Baca berita dengan sedikit iklan, klik di sini
Terus terang, saya merasa banyak berita ganjil belakangan ini. Tahun lalu satu koran mengabarkan, di sebuah desa Jawa Tengah beberapa ekor kambing mati kehabisan darah dalam semalam. Darah mereka lenyap. Tak ada perut tercabik, darah tergenang, tanda-tanda harimau menyerang. Hanya ada jejak bercakar makhluk dua kaki, tak jauh dari sana, ke arah gunung kapur nan bergua-gua. Drakula? Gendruwo?
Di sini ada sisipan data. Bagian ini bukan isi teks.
//! Where repository pages come from.

use std::future::Future;
use std::sync::Arc;
use thiserror::Error;

use crate::model::item::{Item, Period};

/// Errors produced while fetching a page of repositories.
#[derive(Debug, Error)]
pub enum FetchError {
    #[error("Network request failed: {0}")]
    Http(#[from] reqwest::Error),

    #[error("Server responded with status {status}")]
    Status { status: u16 },

    #[error("Request timed out after {seconds}s")]
    Timeout { seconds: u64 },
}

impl FetchError {
    /// Short text for the error label under the list.
    pub fn user_message(&self) -> String {
        match self {
            FetchError::Status { status: 403 } | FetchError::Status { status: 429 } => {
                "Rate limit reached, try again later".to_string()
            }
            other => other.to_string(),
        }
    }
}

/// A paged source of repositories for a creation period.
///
/// Pages are 1-based. An empty page means the source is exhausted.
pub trait RepoSource: Send + Sync + 'static {
    fn fetch_page(
        &self,
        period: Period,
        page: u32,
    ) -> impl Future<Output = Result<Vec<Item>, FetchError>> + Send;
}

impl<S: RepoSource> RepoSource for Arc<S> {
    fn fetch_page(
        &self,
        period: Period,
        page: u32,
    ) -> impl Future<Output = Result<Vec<Item>, FetchError>> + Send {
        S::fetch_page(self, period, page)
    }
}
Kelanjutan berita tak pernah datang. Malah ada berita lain. Harimau akan dimanfaatkan untuk peringatan dini banjir. Saya tahu di masa lalu orang Indian Amerika meramal cuaca dengan lemak beruang yang disimpan dalam lodong. Orang Romawi membaca nasib dari isi perut hewan kurban. Tapi di zaman ini bukankah jumlah harimau telah tipis?
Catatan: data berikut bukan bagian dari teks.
//! In-process source with canned pages, used for `--offline` and in tests.

use std::collections::HashMap;
use std::future::Future;

use parking_lot::Mutex;

use crate::model::item::{Item, Period};
use crate::model::source::{FetchError, RepoSource};

/// Serves pre-registered pages per period. Unregistered pages are empty.
#[derive(Default)]
pub struct FixtureSource {
    pages: Mutex<HashMap<(Period, u32), Vec<Item>>>,
    failures: Mutex<HashMap<(Period, u32), u16>>,
}

impl FixtureSource {
    pub fn new() -> Self {
        Self::default()
    }

    pub fn with_page(self, period: Period, page: u32, items: Vec<Item>) -> Self {
        self.pages.lock().insert((period, page), items);
        self
    }

    /// Make a page fail with the given HTTP status.
    pub fn with_failure(self, period: Period, page: u32, status: u16) -> Self {
        self.failures.lock().insert((period, page), status);
        self
    }

    /// A small catalogue for every period, two pages each.
    pub fn sample() -> Self {
        let mut source = Self::new();
        for period in Period::ALL {
            let base = (period.index() as u64 + 1) * 1_000;
            source = source
                .with_page(period, 1, sample_page(base, 0))
                .with_page(period, 2, sample_page(base, 1));
        }
        source
    }
}

fn sample_page(base: u64, page: u64) -> Vec<Item> {
    const NAMES: [(&str, &str, Option<&str>); 5] = [
        ("ferris/crab-cache", "Tiny LRU cache with TTL support", Some("Rust")),
        ("octo/trending-cli", "Browse trending repositories from a terminal", Some("Go")),
        ("lumen/notes", "Local-first notes with full-text search", Some("TypeScript")),
        ("nopkg/dotfiles", "", None),
        ("quill/markdown-lint", "Opinionated Markdown linter", Some("Rust")),
    ];

    NAMES
        .iter()
        .enumerate()
        .map(|(idx, (name, description, language))| {
            let id = base + page * 100 + idx as u64;
            let title = if page == 0 {
                name.to_string()
            } else {
                format!("{}-{}", name, page + 1)
            };
            let mut item = Item::new(id, title.clone())
                .with_counts(5_000 / (idx as u64 + 1) / (page + 1), 40 / (idx as u64 + 1))
                .with_url(format!("https://github.com/{}", title));
            if !description.is_empty() {
                item = item.with_description(*description);
            }
            if let Some(language) = language {
                item = item.with_language(*language);
            }
            item
        })
        .collect()
}

impl RepoSource for FixtureSource {
    fn fetch_page(
        &self,
        period: Period,
        page: u32,
    ) -> impl Future<Output = Result<Vec<Item>, FetchError>> + Send {
        let result = match self.failures.lock().get(&(period, page)) {
            Some(&status) => Err(FetchError::Status { status }),
            None => Ok(self
                .pages
                .lock()
                .get(&(period, page))
                .cloned()
                .unwrap_or_default()),
        };
        async move { result }
    }
}

#[cfg(test)]
mod tests {
    use super::*;

    #[tokio::test]
    async fn serves_registered_pages_and_failures() {
        let source = FixtureSource::new()
            .with_page(Period::Day, 1, vec![Item::new(1, "a/b")])
            .with_failure(Period::Month, 1, 500);

        let page = source.fetch_page(Period::Day, 1).await.unwrap();
        assert_eq!(page.len(), 1);
        assert!(source.fetch_page(Period::Day, 2).await.unwrap().is_empty());
        assert!(matches!(
            source.fetch_page(Period::Month, 1).await,
            Err(FetchError::Status { status: 500 })
        ));
    }

    #[test]
    fn sample_ids_are_unique_across_pages() {
        let a = sample_page(1_000, 0);
        let b = sample_page(1_000, 1);
        assert!(a.iter().all(|x| b.iter().all(|y| x.id != y.id)));
        assert!(a[3].description.is_none());
    }
}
Lihat. Banyak berita lain. Pengucuran dana Bos justru meningkatkan DO. Diam-diam DO dan TKI disediakan untuk para bos yang melakukan perjalanan luar kota. Seperti kita tahu, TKI adalah salah satu penyumbang devisa utama. Perlu diingat juga, pju-pju liar yang berceceran di mana-mana sangat berbahaya bagi masyarakat.
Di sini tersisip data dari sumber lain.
use crate::ui::mvi::Intent;

#[derive(Debug, Clone)]
pub enum SearchIntent {
    /// Start routing keystrokes to the bar.
    Focus,
    /// Stop editing, keep the text.
    Submit,
    /// Stop editing and clear the text.
    Cancel,
    Insert(char),
    Backspace,
}

impl Intent for SearchIntent {}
Oh. Kisah kambing itu memang tetap misterius, jika bukan salah berita. Yang lain adalah persoalan akronim dan singkatan. Harimau adalah Hydrometeorological Array for Intraseasonal variation Monsoon Automonitoring, program radar cuaca baru yang akan segera dipasang. Sedangkan bos? Biasa ditulis dengan huruf besar, BOS adalah Bantuan Operasional Sekolah. DO? DO bisa Drop Out. Bisa juga Dana Operasional. TKI bisa Tunjangan Komunikasi Intensif bagi anggota DPRD yang diributkan belakangan ini, atau Tenaga Kerja Indonesia. Dan apa itu pju liar yang berserakan? Tak lain adalah penerangan jalan umum liar. Setuju! Pju liar, meski menyenangkan, bisa menimbulkan kebakaran.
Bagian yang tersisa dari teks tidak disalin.